[Records from a data collection]
______________________________

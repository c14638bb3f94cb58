pub const REGISTRY_API_BASE: &str = "https://token.jup.ag";
pub const TOKEN_PROBE_BASE: &str = "https://lite-api.jup.ag";

pub const MAX_STORED_TOKENS: usize = 1000;

pub const REGISTRY_TOKENS_KEY: &str = "solanaTokens";
pub const REGISTRY_TIMESTAMP_KEY: &str = "solanaTokensTimestamp";
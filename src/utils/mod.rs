pub mod clock;
pub mod fetcher;
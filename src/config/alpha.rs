pub const ALPHA_API_BASE: &str = "https://api.coingecko.com";
pub const ALPHA_CATEGORY: &str = "binance-alpha-spotlight";
pub const ALPHA_PAGE_COUNT: u32 = 3;
pub const ALPHA_PAGE_SIZE: u32 = 100;

// The market listing never reports decimals; most listed assets use 18.
pub const DEFAULT_DECIMALS: u8 = 18;

pub const ALPHA_TOKENS_KEY: &str = "alphaTokens";
pub const ALPHA_TIMESTAMP_KEY: &str = "alphaTokensTimestamp";
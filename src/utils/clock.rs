use std::time::{SystemTime, UNIX_EPOCH};

// Wall-clock source for freshness stamps. Injected so staleness rules can be
// checked against a controlled clock.
pub trait Clock: Send + Sync {
    fn now_ms(&self) -> u64;
}

pub struct SystemClock;

impl Clock for SystemClock {
    fn now_ms(&self) -> u64 {
        SystemTime::now()
            .duration_since(UNIX_EPOCH)
            .unwrap_or_default()
            .as_millis() as u64
    }
}
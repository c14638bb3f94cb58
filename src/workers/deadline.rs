use std::sync::Arc;
use std::time::Duration;

use log::info;
use tokio::sync::{watch, RwLock};
use tokio::task::JoinHandle;
use tokio::time;

use crate::models::deadline::{refresh_deadlines, DeadlineEntry};
use crate::utils::clock::Clock;

pub const DEADLINE_TICK_SECONDS: u64 = 1;

// Recomputes the seeded windows on a fixed tick until stopped. The first
// recomputation happens right away, not one period in.
pub struct DeadlineTracker {
    entries: Arc<RwLock<Vec<DeadlineEntry>>>,
    stop_tx: watch::Sender<bool>,
    handle: JoinHandle<()>,
}

impl DeadlineTracker {
    pub fn spawn(seed: Vec<DeadlineEntry>, clock: Arc<dyn Clock>, period: Duration) -> Self {
        let entries = Arc::new(RwLock::new(seed));
        let (stop_tx, mut stop_rx) = watch::channel(false);

        let ticked = entries.clone();
        let handle = tokio::spawn(async move {
            let mut ticker = time::interval(period);
            loop {
                tokio::select! {
                    _ = ticker.tick() => {
                        let now = clock.now_ms();
                        let mut entries = ticked.write().await;
                        refresh_deadlines(&mut entries, now);
                    }
                    _ = stop_rx.changed() => {
                        info!("deadline tracker stopped");
                        return;
                    }
                }
            }
        });

        DeadlineTracker {
            entries,
            stop_tx,
            handle,
        }
    }

    pub async fn snapshot(&self) -> Vec<DeadlineEntry> {
        self.entries.read().await.clone()
    }

    pub async fn stop(self) {
        let _ = self.stop_tx.send(true);
        let _ = self.handle.await;
    }
}
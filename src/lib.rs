pub mod components;
pub mod config;
pub mod db;
pub mod models;
pub mod utils;
pub mod workers;
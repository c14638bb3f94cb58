use log::{info, LevelFilter};
use simple_logger::SimpleLogger;
use std::{sync::Arc, time::Duration};
use tokio;

use swap_data_rs::{
    db::store::SledStore,
    models::{catalog::TokenCatalog, deadline::seed_deadlines},
    utils::clock::{Clock, SystemClock},
    workers::{
        deadline::{DeadlineTracker, DEADLINE_TICK_SECONDS},
        refresh::{run_catalog_refresh, REFRESH_CHECK_SECONDS},
    },
};

#[tokio::main]
async fn main() {
    SimpleLogger::new()
        .with_colors(true)
        .with_level(LevelFilter::Info)
        .init()
        .unwrap();

    let db_path = std::env::var("DB_PATH").expect("Incorrect DB_PATH env var");
    let store = Arc::new(SledStore::open(&db_path).expect("Cannot open token database."));

    let alpha = TokenCatalog::alpha(store.clone());
    let registry = TokenCatalog::registry(store.clone());

    let check_period = Duration::from_secs(REFRESH_CHECK_SECONDS);
    tokio::task::spawn(run_catalog_refresh(alpha, check_period));
    tokio::task::spawn(run_catalog_refresh(registry, check_period));

    let clock: Arc<dyn Clock> = Arc::new(SystemClock);
    let tracker = DeadlineTracker::spawn(
        seed_deadlines(clock.now_ms()),
        clock,
        Duration::from_secs(DEADLINE_TICK_SECONDS),
    );

    info!("swap data daemon started");

    tokio::signal::ctrl_c()
        .await
        .expect("Cannot listen for shutdown signal.");

    tracker.stop().await;
    info!("swap data daemon stopped");
}
//! HTTP response types and utilities.

/// HTTP status codes with their standard reason phrases.
#[derive(Debug, Clone, Copy, PartialEq, Eq)]
pub enum StatusCode {
    Ok = 200,
    Created = 201,
    NotFound = 404,
    InternalServerError = 500,
}

impl StatusCode {
    /// Get the reason phrase for this status code.
    pub fn reason_phrase(&self) -> &'static str {
        match self {
            StatusCode::Ok => "OK",
            StatusCode::Created => "Created",
            StatusCode::NotFound => "Not Found",
            StatusCode::InternalServerError => "Internal Server Error",
        }
    }

    /// Get the numeric status code.
    pub fn as_u16(&self) -> u16 {
        *self as u16
    }
}

/// Represents an HTTP response.
///
/// Headers are written in the order they were added.
#[derive(Debug, Clone, PartialEq, Eq)]
pub struct HttpResponse {
    /// The HTTP status code
    pub status: StatusCode,
    /// The HTTP headers
    pub headers: Vec<(String, String)>,
    /// The response body
    pub body: Vec<u8>,
}

impl HttpResponse {
    /// Create a new HTTP response with the given status code, no headers and an empty body.
    pub fn new(status: StatusCode) -> Self {
        Self {
            status,
            headers: Vec::new(),
            body: Vec::new(),
        }
    }

    /// Set the response body with a string.
    pub fn with_body_string(self, body: impl Into<String>) -> Self {
        self.with_body_bytes(body.into().into_bytes())
    }

    /// Set the response body with bytes.
    pub fn with_body_bytes(mut self, body: impl Into<Vec<u8>>) -> Self {
        self.body = body.into();
        let content_length = self.body.len().to_string();
        self.with_header("Content-Length", content_length)
    }

    /// Add or replace a header.
    pub fn with_header(mut self, name: impl Into<String>, value: impl Into<String>) -> Self {
        let name = name.into();
        let value = value.into();
        match self.headers.iter_mut().find(|(k, _)| k.eq_ignore_ascii_case(&name)) {
            Some(existing) => existing.1 = value,
            None => self.headers.push((name, value)),
        }
        self
    }

    /// Set the content type.
    pub fn with_content_type(self, content_type: impl Into<String>) -> Self {
        self.with_header("Content-Type", content_type)
    }

    /// Get a header value (case-insensitive).
    pub fn header(&self, name: &str) -> Option<&str> {
        self.headers
            .iter()
            .find(|(k, _)| k.eq_ignore_ascii_case(name))
            .map(|(_, v)| v.as_str())
    }

    /// Convert the response to bytes.
    pub fn to_bytes(&self) -> Vec<u8> {
        let mut bytes = Vec::new();

        // Add the status line
        let status_line = format!("HTTP/1.1 {} {}\r\n", self.status.as_u16(), self.status.reason_phrase());
        bytes.extend_from_slice(status_line.as_bytes());

        // Add the headers
        for (name, value) in &self.headers {
            let header_line = format!("{name}: {value}\r\n");
            bytes.extend_from_slice(header_line.as_bytes());
        }

        // Add the empty line that separates headers from body
        bytes.extend_from_slice(b"\r\n");

        // Add the body
        bytes.extend_from_slice(&self.body);

        bytes
    }
}
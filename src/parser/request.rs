//! HTTP request parsing and representation.

use tokio::io::{AsyncRead, AsyncReadExt};

use crate::parser::error::Error;
use crate::parser::method::Method;

/// Header whose value is captured into [`HttpRequest::user_agent`].
const USER_AGENT: &str = "User-Agent:";

/// Represents an HTTP request.
///
/// Only the pieces the server routes on are kept: the method, the URI, the
/// `User-Agent` header and a single line of body.
#[derive(Debug, Clone, PartialEq, Eq)]
pub struct HttpRequest {
    /// The HTTP method (GET, POST, or UNKNOWN)
    pub method: Method,
    /// The request URI, `/` when no request line was found
    pub uri: String,
    /// The value of the `User-Agent` header, if one was sent
    pub user_agent: Option<String>,
    /// The first line following the blank line that ends the headers
    pub body: Option<Vec<u8>>,
}

impl Default for HttpRequest {
    fn default() -> Self {
        Self {
            method: Method::UNKNOWN,
            uri: "/".to_string(),
            user_agent: None,
            body: None,
        }
    }
}

impl HttpRequest {
    /// Create a new HTTP request.
    ///
    /// # Arguments
    ///
    /// * `method` - The HTTP method
    /// * `uri` - The request URI
    ///
    /// # Returns
    ///
    /// A new HTTP request without a user agent or body
    pub fn new(method: Method, uri: impl Into<String>) -> Self {
        Self {
            method,
            uri: uri.into(),
            ..Self::default()
        }
    }

    /// Set the `User-Agent` value.
    pub fn with_user_agent(mut self, user_agent: impl Into<String>) -> Self {
        self.user_agent = Some(user_agent.into());
        self
    }

    /// Set the request body.
    pub fn with_body(mut self, body: impl Into<Vec<u8>>) -> Self {
        self.body = Some(body.into());
        self
    }
}

/// The result of reading a request off a connection.
#[derive(Debug)]
pub enum ParseOutcome {
    /// Bytes were received and parsed into a request.
    Parsed(HttpRequest),
    /// Nothing usable could be read.
    Malformed(Error),
}

/// Read a single request from a byte stream.
///
/// Performs one read of at most `read_buffer_size` bytes. A failed read or a
/// stream that ends before any data arrives yields [`ParseOutcome::Malformed`];
/// anything else is handed to [`parse_request`].
pub async fn read_request<R>(reader: &mut R, read_buffer_size: usize) -> ParseOutcome
where
    R: AsyncRead + Unpin,
{
    let mut buf = vec![0; read_buffer_size.max(1)];

    match reader.read(&mut buf).await {
        Ok(0) => ParseOutcome::Malformed(Error::EmptyRequest),
        Ok(n) => ParseOutcome::Parsed(parse_request(&buf[..n])),
        Err(e) => ParseOutcome::Malformed(Error::Io(e)),
    }
}

/// Parse an HTTP request from a byte slice.
///
/// Parsing is line based and forgiving. Lines that are neither a request line
/// nor a `User-Agent` header are ignored, so this never fails; a buffer with
/// no recognizable request line produces an `UNKNOWN` request for `/`.
///
/// # Arguments
///
/// * `input` - The raw bytes read from the connection
///
/// # Returns
///
/// The best-effort parsed request
pub fn parse_request(input: &[u8]) -> HttpRequest {
    let mut request = HttpRequest::default();
    let mut lines = input.split(|&b| b == b'\n').map(trim_cr);

    while let Some(line) = lines.next() {
        // Empty line indicates the end of headers
        if line.is_empty() {
            request.body = lines
                .next()
                .filter(|body| !body.is_empty())
                .map(<[u8]>::to_vec);
            break;
        }

        let line = String::from_utf8_lossy(line);

        if let Some((method, uri)) = parse_request_line(&line) {
            request.method = method;
            request.uri = uri.to_string();
        } else if let Some(agent) = header_value(&line, USER_AGENT) {
            request.user_agent = Some(agent.to_string());
        }
    }

    request
}

/// Split a `<METHOD> <URI> [<VERSION>]` line, skipping anything that isn't one.
fn parse_request_line(line: &str) -> Option<(Method, &str)> {
    let parts: Vec<&str> = line.split_whitespace().collect();
    if !(2..=3).contains(&parts.len()) {
        return None;
    }

    let method = parts[0].parse::<Method>().unwrap_or_default();
    (method != Method::UNKNOWN).then_some((method, parts[1]))
}

fn header_value<'a>(line: &'a str, name: &str) -> Option<&'a str> {
    let prefix = line.get(..name.len())?;
    if !prefix.eq_ignore_ascii_case(name) {
        return None;
    }
    Some(line[name.len()..].trim_start_matches(' '))
}

fn trim_cr(line: &[u8]) -> &[u8] {
    line.strip_suffix(b"\r").unwrap_or(line)
}
//! HTTP server implementation for microserve-rs.
//!
//! This module provides the route table, the built-in endpoints and the
//! connection driver that ties them to the parser.

mod response;
mod config;
mod error;
mod handler;
mod http_server;
pub mod endpoints;

// Re-export public items
pub use response::{HttpResponse, StatusCode};
pub use config::ServerConfig;
pub use error::Error;
pub use handler::{HandlerFn, HandlerFuture, Route, Router};
pub use http_server::HttpServer;
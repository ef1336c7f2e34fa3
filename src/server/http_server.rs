//! HTTP server implementation.

use std::future::Future;
use std::sync::Arc;
use tokio::io::{AsyncRead, AsyncWrite, AsyncWriteExt};
use tokio::net::TcpListener;
use tokio::task::JoinSet;
use tokio::signal;
use log::{debug, info, error};

use crate::parser::read_request;
use crate::server::config::ServerConfig;
use crate::server::endpoints::default_router;
use crate::server::error::Error;
use crate::server::handler::Router;

/// An HTTP server.
pub struct HttpServer {
    /// The server configuration.
    pub config: ServerConfig,
    /// The route table, shared read-only with every connection task.
    router: Arc<Router>,
}

impl HttpServer {
    /// Create a new HTTP server with the given configuration and routes.
    pub fn new(config: ServerConfig, router: Router) -> Self {
        Self {
            config,
            router: Arc::new(router),
        }
    }

    /// Create a server serving the built-in endpoints.
    pub fn with_default_routes(config: ServerConfig) -> Result<Self, Error> {
        let router = default_router(&config)?;
        Ok(Self::new(config, router))
    }

    /// The route table.
    pub fn router(&self) -> &Router {
        &self.router
    }

    /// Log the directory root and registered endpoints.
    fn display_server_info(&self) {
        info!("Serving files from {dir}", dir = self.config.directory.display());
        info!("Registered endpoints:");
        for route in self.router.routes() {
            info!("  {method} {pattern}", method = route.method, pattern = route.pattern);
        }
    }

    /// Set up the TCP listener.
    async fn setup_listener(&self) -> Result<TcpListener, Error> {
        let listener = TcpListener::bind(&self.config.addr).await?;
        info!("Server listening on http://{addr}", addr = self.config.addr);
        Ok(listener)
    }

    /// Handle connection errors.
    async fn handle_accept_error(e: std::io::Error) {
        error!("Error accepting connection: {e}");

        // Wait a bit before retrying
        tokio::time::sleep(tokio::time::Duration::from_millis(100)).await;
    }

    /// Perform graceful shutdown.
    async fn perform_shutdown(tasks: &mut JoinSet<()>) {
        // Wait for all tasks to complete (with timeout)
        info!("Waiting for {len} active connections to complete...", len = tasks.len());
        let shutdown_timeout = tokio::time::Duration::from_secs(30);
        let _ = tokio::time::timeout(shutdown_timeout, async {
            while let Some(res) = tasks.join_next().await {
                if let Err(e) = res {
                    error!("Task failed during shutdown: {e}");
                }
            }
        }).await;

        info!("Server shutdown complete");
    }

    /// Bind the configured address and serve until Ctrl+C.
    ///
    /// Fails only if the address cannot be bound.
    pub async fn start(&self) -> Result<(), Error> {
        let listener = self.setup_listener().await?;
        self.run(listener).await
    }

    /// Serve connections from an already bound listener until Ctrl+C.
    ///
    /// Every accepted connection is handled in its own task; there is no limit
    /// on how many run at once.
    pub async fn run(&self, listener: TcpListener) -> Result<(), Error> {
        let shutdown = async {
            match signal::ctrl_c().await {
                Ok(()) => info!("Received Ctrl+C, initiating graceful shutdown"),
                Err(e) => {
                    error!("Error setting up Ctrl+C handler: {e}");
                    std::future::pending::<()>().await;
                }
            }
        };

        self.run_until(listener, shutdown).await
    }

    /// Serve connections until `shutdown` resolves.
    ///
    /// The listener is closed as soon as `shutdown` completes. Connections
    /// already accepted get up to 30 seconds to finish before this returns.
    pub async fn run_until(&self, listener: TcpListener, shutdown: impl Future<Output = ()>) -> Result<(), Error> {
        self.display_server_info();

        tokio::pin!(shutdown);
        let mut tasks = JoinSet::new();

        loop {
            tokio::select! {
                // Check for shutdown signal
                () = &mut shutdown => {
                    info!("Shutting down server...");
                    break;
                }

                // Accept new connections
                accept_result = listener.accept() => {
                    match accept_result {
                        Ok((mut socket, addr)) => {
                            debug!("Accepted connection from {addr}");
                            let router = Arc::clone(&self.router);
                            let read_buffer_size = self.config.read_buffer_size;

                            tasks.spawn(async move {
                                if let Err(e) = Self::handle_connection(&mut socket, &router, read_buffer_size).await {
                                    error!("Error handling connection from {addr}: {e}");
                                }
                            });
                        }
                        Err(e) => Self::handle_accept_error(e).await,
                    }
                }

                // Reap finished connections
                Some(res) = tasks.join_next(), if !tasks.is_empty() => {
                    if let Err(e) = res {
                        error!("Connection task failed: {e}");
                    }
                }
            }
        }

        drop(listener);
        Self::perform_shutdown(&mut tasks).await;

        Ok(())
    }

    /// Handle a single connection: read one request, answer it, close.
    pub async fn handle_connection(
        socket: &mut (impl AsyncRead + AsyncWrite + Unpin),
        router: &Router,
        read_buffer_size: usize,
    ) -> Result<(), Error> {
        let outcome = read_request(socket, read_buffer_size).await;
        let response = router.dispatch(outcome).await;

        socket.write_all(&response.to_bytes()).await?;
        socket.shutdown().await?;

        Ok(())
    }
}
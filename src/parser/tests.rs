//! Tests for the HTTP parser.

#[cfg(test)]
mod tests {
    use std::io;
    use std::pin::Pin;
    use std::task::{Context, Poll};
    use tokio::io::{AsyncRead, ReadBuf};

    use crate::parser::{parse_request, read_request, Error, HttpRequest, Method, ParseOutcome};

    #[test]
    fn test_parse_simple_get_request() {
        let request = b"GET /index.html HTTP/1.1\r\nHost: example.com\r\n\r\n";
        let result = parse_request(request);
        assert_eq!(result.method, Method::GET);
        assert_eq!(result.uri, "/index.html");
        assert_eq!(result.user_agent, None);
        assert_eq!(result.body, None);
    }

    #[test]
    fn test_parse_user_agent() {
        let request = b"GET /user-agent HTTP/1.1\r\nHost: localhost\r\nUser-Agent: curl/7.64.1\r\nAccept: */*\r\n\r\n";
        let result = parse_request(request);
        assert_eq!(result.uri, "/user-agent");
        assert_eq!(result.user_agent.as_deref(), Some("curl/7.64.1"));
    }

    #[test]
    fn test_user_agent_header_name_is_case_insensitive() {
        let request = b"GET / HTTP/1.1\r\nuser-agent: lower/1.0\r\n\r\n";
        let result = parse_request(request);
        assert_eq!(result.user_agent.as_deref(), Some("lower/1.0"));
    }

    #[test]
    fn test_user_agent_without_space() {
        let request = b"GET / HTTP/1.1\r\nUser-Agent:tight\r\n\r\n";
        let result = parse_request(request);
        assert_eq!(result.user_agent.as_deref(), Some("tight"));
    }

    #[test]
    fn test_parse_post_with_body() {
        let request = b"POST /files/readme.txt HTTP/1.1\r\nHost: localhost\r\nContent-Length: 11\r\n\r\nhello world";
        let result = parse_request(request);
        assert_eq!(result.method, Method::POST);
        assert_eq!(result.uri, "/files/readme.txt");
        assert_eq!(result.body.as_deref(), Some(&b"hello world"[..]));
    }

    #[test]
    fn test_body_is_single_line() {
        let request = b"POST /files/a HTTP/1.1\r\n\r\nfirst\r\nsecond\r\n";
        let result = parse_request(request);
        assert_eq!(result.body.as_deref(), Some(&b"first"[..]));
    }

    #[test]
    fn test_body_absent_without_content() {
        let request = b"POST /files/a HTTP/1.1\r\nHost: localhost\r\n\r\n";
        let result = parse_request(request);
        assert_eq!(result.body, None);
    }

    #[test]
    fn test_binary_body_is_preserved() {
        let request = b"POST /files/bin HTTP/1.1\r\n\r\n\x00\x01\xFF\xFE";
        let result = parse_request(request);
        assert_eq!(result.body, Some(vec![0x00, 0x01, 0xFF, 0xFE]));
    }

    #[test]
    fn test_bare_newline_terminators() {
        let request = b"GET /echo/abc HTTP/1.1\nUser-Agent: nl\n\nbody";
        let result = parse_request(request);
        assert_eq!(result.method, Method::GET);
        assert_eq!(result.uri, "/echo/abc");
        assert_eq!(result.user_agent.as_deref(), Some("nl"));
        assert_eq!(result.body.as_deref(), Some(&b"body"[..]));
    }

    #[test]
    fn test_request_line_without_version() {
        let result = parse_request(b"GET /echo/short\r\n\r\n");
        assert_eq!(result.method, Method::GET);
        assert_eq!(result.uri, "/echo/short");
    }

    #[test]
    fn test_request_line_with_too_many_fields_is_skipped() {
        let result = parse_request(b"GET /a b HTTP/1.1\r\n\r\n");
        assert_eq!(result, HttpRequest::default());
    }

    #[test]
    fn test_unknown_method() {
        let result = parse_request(b"DELETE /files/a HTTP/1.1\r\nHost: localhost\r\n\r\n");
        assert_eq!(result.method, Method::UNKNOWN);
        assert_eq!(result.uri, "/");
    }

    #[test]
    fn test_garbage_defaults_to_root() {
        let result = parse_request(b"\xFF\xFE garbage");
        assert_eq!(result.method, Method::UNKNOWN);
        assert_eq!(result.uri, "/");
    }

    #[test]
    fn test_header_containing_method_token_is_not_a_request_line() {
        let request = b"GET /echo/x HTTP/1.1\r\nUser-Agent: GETter/1.0\r\n\r\n";
        let result = parse_request(request);
        assert_eq!(result.uri, "/echo/x");
        assert_eq!(result.user_agent.as_deref(), Some("GETter/1.0"));
    }

    #[test]
    fn test_method_from_str() {
        assert_eq!("GET".parse::<Method>().unwrap(), Method::GET);
        assert_eq!("POST".parse::<Method>().unwrap(), Method::POST);
        assert_eq!("get".parse::<Method>().unwrap(), Method::UNKNOWN);
        assert_eq!("PATCH".parse::<Method>().unwrap(), Method::UNKNOWN);
    }

    #[test]
    fn test_method_display() {
        assert_eq!(Method::GET.to_string(), "GET");
        assert_eq!(Method::POST.to_string(), "POST");
        assert_eq!(Method::UNKNOWN.to_string(), "UNKNOWN");
    }

    #[test]
    fn test_request_builders() {
        let request = HttpRequest::new(Method::POST, "/files/x")
            .with_user_agent("agent")
            .with_body("data");
        assert_eq!(request.method, Method::POST);
        assert_eq!(request.uri, "/files/x");
        assert_eq!(request.user_agent.as_deref(), Some("agent"));
        assert_eq!(request.body.as_deref(), Some(&b"data"[..]));
    }

    struct FailingReader;

    impl AsyncRead for FailingReader {
        fn poll_read(
            self: Pin<&mut Self>,
            _cx: &mut Context<'_>,
            _buf: &mut ReadBuf<'_>,
        ) -> Poll<io::Result<()>> {
            Poll::Ready(Err(io::Error::new(io::ErrorKind::ConnectionReset, "reset")))
        }
    }

    #[tokio::test]
    async fn test_read_request_parses_bytes() {
        let mut stream: &[u8] = b"GET /echo/hi HTTP/1.1\r\n\r\n";
        match read_request(&mut stream, 4096).await {
            ParseOutcome::Parsed(request) => {
                assert_eq!(request.method, Method::GET);
                assert_eq!(request.uri, "/echo/hi");
            }
            other => panic!("unexpected outcome: {other:?}"),
        }
    }

    #[tokio::test]
    async fn test_read_request_empty_stream() {
        let mut stream: &[u8] = b"";
        let outcome = read_request(&mut stream, 4096).await;
        assert!(matches!(outcome, ParseOutcome::Malformed(Error::EmptyRequest)));
    }

    #[tokio::test]
    async fn test_read_request_io_error() {
        let outcome = read_request(&mut FailingReader, 4096).await;
        assert!(matches!(outcome, ParseOutcome::Malformed(Error::Io(_))));
    }

    #[tokio::test]
    async fn test_read_request_is_bounded() {
        let mut stream: &[u8] = b"GET /echo/truncated HTTP/1.1\r\n\r\n";
        match read_request(&mut stream, 8).await {
            ParseOutcome::Parsed(request) => {
                // "GET /ech" still forms a two-field request line
                assert_eq!(request.uri, "/ech");
            }
            other => panic!("unexpected outcome: {other:?}"),
        }
    }
}
//! The built-in endpoints and the route table that serves them.

use std::path::{Path, PathBuf};
use std::sync::Arc;

use log::{error, info, warn};

use crate::parser::{HttpRequest, Method};
use crate::server::handler::Router;
use crate::server::{Error, HttpResponse, ServerConfig, StatusCode};

/// URI prefix of the echo endpoint.
pub const ECHO_PREFIX: &str = "/echo/";

/// URI prefix of the file endpoints.
pub const FILES_PREFIX: &str = "/files/";

/// Appended to every uploaded body before it is written to disk.
pub const LINE_TERMINATOR: &[u8] = b"\r\n";

/// Build the router for the built-in endpoints.
///
/// | Method | Pattern      | Handler        |
/// |--------|--------------|----------------|
/// | GET    | `^/$`        | [`ok`]         |
/// | GET    | `/echo/.*`   | [`echo`]       |
/// | GET    | `user-agent` | [`user_agent`] |
/// | GET    | `/files/.*`  | [`read_file`]  |
/// | POST   | `/files/.*`  | [`write_file`] |
pub fn default_router(config: &ServerConfig) -> Result<Router, Error> {
    let directory = Arc::new(config.directory.clone());
    let mut router = Router::new();

    router.add_route("^/$", Method::GET, ok)?;
    router.add_route("/echo/.*", Method::GET, echo)?;
    router.add_route("user-agent", Method::GET, user_agent)?;

    let read_dir = Arc::clone(&directory);
    router.add_route("/files/.*", Method::GET, move |req| {
        read_file(Arc::clone(&read_dir), req)
    })?;
    router.add_route("/files/.*", Method::POST, move |req| {
        write_file(Arc::clone(&directory), req)
    })?;

    Ok(router)
}

/// `200 OK` with an empty body.
pub async fn ok(_req: HttpRequest) -> Result<HttpResponse, Error> {
    Ok(HttpResponse::new(StatusCode::Ok))
}

/// Respond with the part of the URI after `/echo/`.
pub async fn echo(req: HttpRequest) -> Result<HttpResponse, Error> {
    let text = suffix_after(&req.uri, ECHO_PREFIX);
    Ok(HttpResponse::new(StatusCode::Ok)
        .with_content_type("text/plain")
        .with_body_string(text))
}

/// Respond with the client's `User-Agent` header, empty if none was sent.
pub async fn user_agent(req: HttpRequest) -> Result<HttpResponse, Error> {
    Ok(HttpResponse::new(StatusCode::Ok)
        .with_content_type("text/plain")
        .with_body_string(req.user_agent.unwrap_or_default()))
}

/// Serve a file from `directory`, or 404 if it can't be read.
pub async fn read_file(directory: Arc<PathBuf>, req: HttpRequest) -> Result<HttpResponse, Error> {
    let path = resolve(&directory, &req.uri);

    match tokio::fs::read(&path).await {
        Ok(contents) => Ok(HttpResponse::new(StatusCode::Ok)
            .with_content_type("application/octet-stream")
            .with_body_bytes(contents)),
        Err(e) => {
            warn!("Could not read {path}: {e}", path = path.display());
            Ok(not_found())
        }
    }
}

/// Store the request body, plus a trailing line terminator, under `directory`.
///
/// Responds `201 Created` even when the write fails; the failure is only logged.
pub async fn write_file(directory: Arc<PathBuf>, req: HttpRequest) -> Result<HttpResponse, Error> {
    let path = resolve(&directory, &req.uri);

    let mut contents = req.body.unwrap_or_default();
    contents.extend_from_slice(LINE_TERMINATOR);

    match tokio::fs::write(&path, &contents).await {
        Ok(()) => info!("Wrote {len} bytes to {path}", len = contents.len(), path = path.display()),
        Err(e) => error!("Failed to write {path}: {e}", path = path.display()),
    }

    Ok(HttpResponse::new(StatusCode::Created).with_header("Content-Length", "0"))
}

/// `404 Not Found` with an empty body.
pub fn not_found() -> HttpResponse {
    HttpResponse::new(StatusCode::NotFound)
}

// Leading separators are dropped so the name always lands under `directory`;
// `..` segments are not rejected.
fn resolve(directory: &Path, uri: &str) -> PathBuf {
    directory.join(suffix_after(uri, FILES_PREFIX).trim_start_matches('/'))
}

fn suffix_after<'a>(uri: &'a str, prefix: &str) -> &'a str {
    uri.split_once(prefix).map_or("", |(_, rest)| rest)
}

______________________________

Problem to solve: The answer should be only the number of lines in the data that include "FailingReader".

Exercise output: 3